◆ **ASSIGNMENT**:
Scan the lines below for the string "title" and report how many lines contain it, giving only the number.

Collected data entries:
• • • • • • •
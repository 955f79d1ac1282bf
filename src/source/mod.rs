//! Submission source module
//!
//! Provides the raw submissions the classifier works on. The classifier
//! never fetches anything itself; it consumes what a [`SubmissionSource`]
//! returns.

pub mod reddit;

pub use reddit::{is_valid_community, RedditClient, RedditError};

use async_trait::async_trait;
use chrono::{DateTime, Utc};
use serde::{Deserialize, Serialize};

/// A submission as returned by the forum, before any classification
#[derive(Debug, Clone, Serialize, Deserialize, PartialEq)]
pub struct RawSubmission {
    /// Submission title
    pub title: String,
    /// Creation time
    pub created_utc: DateTime<Utc>,
    /// Number of comments
    pub comment_count: u64,
    /// Link to the submission (or to what it links to)
    pub url: String,
}

impl RawSubmission {
    /// Create a new raw submission
    pub fn new(
        title: impl Into<String>,
        created_utc: DateTime<Utc>,
        comment_count: u64,
        url: impl Into<String>,
    ) -> Self {
        Self {
            title: title.into(),
            created_utc,
            comment_count,
            url: url.into(),
        }
    }
}

/// Anything that can return the discussion submissions of a community
#[async_trait]
pub trait SubmissionSource: Send + Sync {
    /// Fetch at most `limit` submissions for `community` in one bounded fetch
    async fn fetch(&self, community: &str, limit: usize)
        -> Result<Vec<RawSubmission>, RedditError>;
}

#[async_trait]
impl<T: SubmissionSource + ?Sized> SubmissionSource for Box<T> {
    async fn fetch(&self, community: &str, limit: usize) -> Result<Vec<RawSubmission>, RedditError> {
        (**self).fetch(community, limit).await
    }
}

#[async_trait]
impl<T: SubmissionSource + ?Sized> SubmissionSource for std::sync::Arc<T> {
    async fn fetch(&self, community: &str, limit: usize) -> Result<Vec<RawSubmission>, RedditError> {
        (**self).fetch(community, limit).await
    }
}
• • • • • • •
◆ **REPLY**:
4